I for one have had 'one of those days' the kind where nothing has gone particularly, out of the ordinary wrong yet I really just want to punch something and then take a nap. Zero energy to deal with my never ending to do list and feeling defeated with just about everything from making school lunches and dinner to keeping the kids happy and entertained. We won't even talk about the 2+ hours I spent this morning trying to figure out a simple bit of HTML coding on my blog and never did get anything accomplished.
Then there are these parfaits. On one hand, they were simple to make and tasted every bit as decadent as I'd hoped but on the other hand I had a completely different vision as to how they would photograph. How hard is it to make chocolate pudding look good?
O.K. I'm going to a.) Start a diary so you don't have to listen to my complaining and whining here. and b.) pour myself a glass of wine and dig into round two of this pudding. Tomorrow is a different day after all.
TIME 20 MINUTES PLUS CHILLING SERVES 4-6
- 2 1/4 cups whole milk
- 1/2 cup sugar
- 2 tablespoons cornstarch
- 3 tablespoons unsweetened cocoa powder
- 1 large egg
- 2 large egg yolks
- 5 ounces semisweet or bittersweet chocolate, finely chopped
- 2 tablespoons unsalted butter, cut into pieces
- 1 teaspoon vanilla extract
2 cups prepared whipped cream
1-2 cups fresh raspberries
In a medium saucepan, combine 2 cups of milk with 1/4 cup of sugar and bring to a gentle boil over medium-high heat stirring occasionally.

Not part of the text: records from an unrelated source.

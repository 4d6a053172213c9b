use clap::Parser;
use tokio::task::spawn_blocking;

use crate::opts::{Opts, Subcommand};
use crate::prelude::*;

mod model;
mod opts;
mod prelude;
mod tracing;
mod trainer;
mod web;

#[tokio::main]
async fn main() -> Result {
    let opts = Opts::parse();
    let _sentry_guard = tracing::init(opts.sentry_dsn.clone(), opts.traces_sample_rate)?;
    info!(version = env!("CARGO_PKG_VERSION"), "starting up…");

    let result = match opts.subcommand {
        Subcommand::Train(opts) => spawn_blocking(move || trainer::run(&opts)).await?,
        Subcommand::Serve(opts) => web::run(&opts).await,
    };
    if let Err(error) = &result {
        error!("{:#}", error);
    }
    result
}
use std::collections::BTreeMap;

use linfa::Dataset;
use ndarray::{Axis, Ix1};
use rand::prelude::*;
use rand::rngs::StdRng;

use crate::prelude::*;

pub const FEATURE_NAMES: [&str; 4] = [
    "sepal length (cm)",
    "sepal width (cm)",
    "petal length (cm)",
    "petal width (cm)",
];

pub const TARGET_NAMES: [&str; 3] = ["setosa", "versicolor", "virginica"];

pub type Iris = Dataset<f64, usize, Ix1>;

/// Loads the bundled Iris dataset: 150 records, 4 features, 3 classes.
#[instrument(level = "debug")]
pub fn load() -> Iris {
    linfa_datasets::iris()
}

/// Splits the dataset so that every class contributes the same fraction of its records
/// to the test set. The same seed always produces the same split.
#[instrument(level = "debug", skip(dataset))]
pub fn stratified_split(dataset: &Iris, test_ratio: f64, seed: u64) -> Result<(Iris, Iris)> {
    if !(test_ratio > 0.0 && test_ratio < 1.0) {
        bail!("test ratio {} is not within (0, 1)", test_ratio);
    }

    let mut classes = BTreeMap::<usize, Vec<usize>>::new();
    for (index, label) in dataset.targets().iter().enumerate() {
        classes.entry(*label).or_default().push(index);
    }

    let mut rng = StdRng::seed_from_u64(seed);
    let mut train_indices = Vec::new();
    let mut test_indices = Vec::new();
    for (label, mut indices) in classes {
        indices.shuffle(&mut rng);
        // Every class keeps at least one record for the training.
        let n_test = ((indices.len() as f64 * test_ratio).round() as usize).min(indices.len() - 1);
        debug!(label, n_records = indices.len(), n_test);
        test_indices.extend_from_slice(&indices[..n_test]);
        train_indices.extend_from_slice(&indices[n_test..]);
    }
    train_indices.sort_unstable();
    test_indices.sort_unstable();

    Ok((select(dataset, &train_indices), select(dataset, &test_indices)))
}

fn select(dataset: &Iris, indices: &[usize]) -> Iris {
    Dataset::new(
        dataset.records().select(Axis(0), indices),
        dataset.targets().select(Axis(0), indices),
    )
}
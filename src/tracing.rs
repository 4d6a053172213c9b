use std::borrow::Cow;
use std::time::Duration as StdDuration;

use sentry::integrations::tracing::EventFilter;
use sentry::{ClientInitGuard, ClientOptions};
use tracing::Level;
use tracing_subscriber::layer::SubscriberExt;
use tracing_subscriber::util::SubscriberInitExt;
use tracing_subscriber::{EnvFilter, Layer};

use crate::prelude::*;

/// Initialises tracing: console output and, when the DSN is set, Sentry events.
pub fn init(sentry_dsn: Option<String>, traces_sample_rate: f32) -> Result<ClientInitGuard> {
    let guard = sentry::init((
        sentry_dsn,
        ClientOptions {
            release: Some(Cow::Borrowed(env!("CARGO_PKG_VERSION"))),
            traces_sample_rate,
            ..Default::default()
        },
    ));

    // Only the failures are reported, everything else travels along as breadcrumbs.
    let sentry_layer = sentry::integrations::tracing::layer()
        .event_filter(|metadata| match metadata.level() {
            &Level::ERROR | &Level::WARN => EventFilter::Event,
            _ => EventFilter::Breadcrumb,
        })
        .with_filter(filter_from_env("IRIS_SERVICE_SENTRY_LOG", "iris_service=debug")?);

    let format_layer = tracing_subscriber::fmt::layer()
        .with_target(false)
        .with_filter(filter_from_env("IRIS_SERVICE_LOG", "iris_service=info,poem=info")?);

    tracing_subscriber::Registry::default()
        .with(sentry_layer)
        .with(format_layer)
        .init();

    Ok(guard)
}

fn filter_from_env(key: &str, default: &str) -> Result<EnvFilter> {
    EnvFilter::try_from_env(key)
        .or_else(|_| EnvFilter::try_new(default))
        .with_context(|| format!("invalid `{}` filter", key))
}

pub fn format_duration(duration: StdDuration) -> String {
    humantime::format_duration(duration).to_string()
}

pub fn format_elapsed(instant: Instant) -> String {
    format_duration(instant.elapsed())
}
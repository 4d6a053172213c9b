use poem::http::StatusCode;
use poem::web::Json;
use poem::{IntoResponse, Response};
use serde::Serialize;

#[derive(Serialize)]
pub struct ErrorBody {
    pub error: String,
}

#[derive(Serialize)]
pub struct PredictionBody {
    pub prediction: usize,
}

pub fn error_response(status: StatusCode, message: impl Into<String>) -> Response {
    Json(ErrorBody {
        error: message.into(),
    })
    .with_status(status)
    .into_response()
}
use poem::{Endpoint, Middleware, Request, Result};

/// Tags the Sentry scope with the request, so that the reported errors carry it.
pub struct SentryMiddleware;

impl<E: Endpoint> Middleware<E> for SentryMiddleware {
    type Output = SentryMiddlewareImpl<E>;

    fn transform(&self, ep: E) -> Self::Output {
        SentryMiddlewareImpl { ep }
    }
}

pub struct SentryMiddlewareImpl<E> {
    ep: E,
}

#[poem::async_trait]
impl<E: Endpoint> Endpoint for SentryMiddlewareImpl<E> {
    type Output = E::Output;

    async fn call(&self, request: Request) -> Result<Self::Output> {
        sentry::configure_scope(|scope| {
            scope.set_tag("request.method", request.method().as_str());
            scope.set_tag("request.path", request.uri().path());
            scope.set_tag("request.remote_addr", request.remote_addr());
        });
        self.ep.call(request).await
    }
}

In a small bowl, combine the cornstarch with the unsweetened cocoa powder and the remaining 1/4 cup of sugar until blended. Add the remaining 1/4 cup of milk and whisk until smooth. Whisk this mixture into the hot milk in the saucepan and bring to a gentle boil over medium-high heat, whisking constantly. Reduce the heat to medium low and simmer, whisking constantly, until the pudding is thick enough to coat the back of a spoon, about 2-5 minutes.
In a medium bowl, whisk the whole egg with the egg yolks. Slowly pour the pudding mixture into the eggs while whisking until thoroughly incorporated, then scrape the pudding back into the saucepan. Cook the pudding over moderate heat, whisking constantly, until it just comes to boil, about 2 minutes.
Pour the pudding into a medium heatproof bowl. Add the chopped chocolate, butter and vanilla and whisk until the chocolate and butter are melted and incorporated and the pudding is smooth, about 2 minutes. Transfer the pudding to six 6-ounce ramekins and refrigerate until chilled. (If not serving soon, press a piece of plastic wrap directly onto the surface of the pudding in the bowl and refrigerate.)
Layer in a parfait cup with whipped cream and fresh raspberries.
The chocolate pudding can be covered with plastic wrap and refrigerated for up to 4 days.